Interwencja przeciwko separatystom na Filipinach
Jak podano w Manili, żołnierze po wkroczeniu wojska do dwóch miast południowej prowincji Lanao del Norte – Kauswagan i Kolambugan – znaleźli tam ciała 24 zamordowanych mieszkańców. Islamiści spalili kilkadziesiąt domów i sklepów w obu miastach.
Prezydent Filipin Gloria Macapagal Arroyo w orędziu do narodu zapowiedziała zdecydowane działania przeciwko rebeliantom i wyparcie ich z zajętych miast.
Do wzrostu napięcia na Mindanao – wyspie, obfitującej w bogate złoża niklu, złota i miedzi – doszło po zablokowaniu na początku miesiąca przez sąd najwyższy Filipin rządowej propozycji ws. rozszerzenia istniejącej muzułmańskiej strefy autonomicznej na Mindanao. Sąd przychylił się do wniosku miejscowych katolików, argumentujących, iż nowy podział administracyjny zaogni tarcia pomiędzy dwoma społecznościami. Kolejna rozprawa w tej kwestii ma odbyć się 22 sierpnia. Porozumienie terytorialne – obejmujące 712 wsi – miało stanowić też wstęp do powrotu stron do formalnych rokowań pokojowych.

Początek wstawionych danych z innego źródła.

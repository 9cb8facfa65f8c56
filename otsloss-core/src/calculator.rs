//! Per-core loss computation.

use crate::error::{LossError, Result};
use crate::models::{Connection, FiberCore, LossRecord, RamanGain, RAMAN_GAIN_NOT_APPLICABLE};
use crate::reconciler::ReconciledPower;
use tracing::warn;

/// LD type whose ingress power is read from the Raman card line-in
pub const AMPLIFIER_POLICY_MARKER: &str = "RA2P";

/// Where the ingress power of a core comes from
#[derive(Debug, Clone, Copy, PartialEq, Eq)]
pub enum PowerSource {
    /// Measured line-in of the amplifier, from PM telemetry
    AmplifierLinein,
    /// The core's own `ingressPowerIn`
    CoreReported,
}

impl PowerSource {
    pub fn for_ld_type(ld_type: &str) -> Self {
        if ld_type == AMPLIFIER_POLICY_MARKER {
            PowerSource::AmplifierLinein
        } else {
            PowerSource::CoreReported
        }
    }
}

/// Computes the loss row of one core.
///
/// Returns `Ok(None)` when the amplifier policy applies and no reading exists
/// for the core's destination port. Unparseable or missing powers, and a
/// non-`N.A.` Raman gain that is not a number, fail the run.
pub fn compute_loss(
    connection: &Connection,
    ld_type: &str,
    core: &FiberCore,
    power: Option<&ReconciledPower>,
) -> Result<Option<LossRecord>> {
    let ingress_power = match PowerSource::for_ld_type(ld_type) {
        PowerSource::AmplifierLinein => {
            match power.and_then(|power| power.get(&core.to_label)) {
                Some(reading) => reading.value,
                None => {
                    warn!(
                        "No line-in reading for {} on OTS {}, core skipped",
                        core.to_label, connection.gui_label
                    );
                    return Ok(None);
                }
            }
        }
        PowerSource::CoreReported => parse_power(
            connection,
            &core.to_label,
            "ingressPowerIn",
            core.ingress_power_in.as_deref(),
        )?,
    };

    let egress_power = parse_power(
        connection,
        &core.from_label,
        "egressPowerOut",
        core.egress_power_out.as_deref(),
    )?;
    let raman_gain = parse_raman_gain(connection, core)?;

    let total_loss = match raman_gain {
        RamanGain::Gain(gain) => egress_power - ingress_power + gain,
        RamanGain::NotApplicable => egress_power - ingress_power,
    };

    Ok(Some(LossRecord {
        connection: connection.gui_label.clone(),
        egress_port: core.from_label.clone(),
        egress_power,
        ingress_port: core.to_label.clone(),
        ingress_power,
        raman_gain,
        total_loss,
    }))
}

fn parse_power(
    connection: &Connection,
    port: &str,
    field: &'static str,
    raw: Option<&str>,
) -> Result<f64> {
    let raw = raw.ok_or_else(|| LossError::MissingField {
        field,
        connection: connection.gui_label.clone(),
        port: port.to_string(),
    })?;
    raw.trim().parse::<f64>().map_err(|_| LossError::InvalidNumber {
        field,
        value: raw.to_string(),
        connection: connection.gui_label.clone(),
        port: port.to_string(),
    })
}

// The sentinel is compared before any parse attempt.
fn parse_raman_gain(connection: &Connection, core: &FiberCore) -> Result<RamanGain> {
    match core.raman_gain.as_deref() {
        Some(RAMAN_GAIN_NOT_APPLICABLE) => Ok(RamanGain::NotApplicable),
        raw => parse_power(connection, &core.to_label, "targetGainStr", raw).map(RamanGain::Gain),
    }
}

Uważany za umiarkowaną organizację islamską, działający na Mindanao Front Wyzwolenia Narodowego Moro w odpowiedzi na zamrożenie układu przez manilski sąd, zaatakował tereny, które miały wejść w skład autonomii. Islamskie bojówki zaczęły palić i grabić wsie i miasta, zamieszkałe przez katolików. Sytuacja zaogniła się dodatkowo po interwencji armii w zeszłym tygodniu. Domy w strefie walk w prowincji Północnego Cotabato opuściło ponad 160 tysięcy ludzi.
Kierownictwo Frontu Moro oskarża “renegatów” ze swych szeregów o wszczęcie akcji wojskowych.
W przeciwieństwie do katolickiej większości, na południu Filipin dominują muzułmanie, domagający się od władz w Manili szerszej autonomii bądź nawet oderwania islamskiej części kraju od reszty archipelagu. Na Mindanao i okolicznych mniejszych wyspach o utworzenie na tych terenach islamskiego państwa od kilkudziesięciu lat walczy cała gama ugrupowań muzułmańskich, na czele z umiarkowanym Frontem Wyzwolenia Narodowego Moro oraz znaną z porwań radykalną organizacją separatystów islamskich Abu Sajefa, powiązaną z Al-Kaidą Osamy bin Ladena.
W trwających od 40 lat walkach zginęło tu już ponad 120 tysięcy ludzi.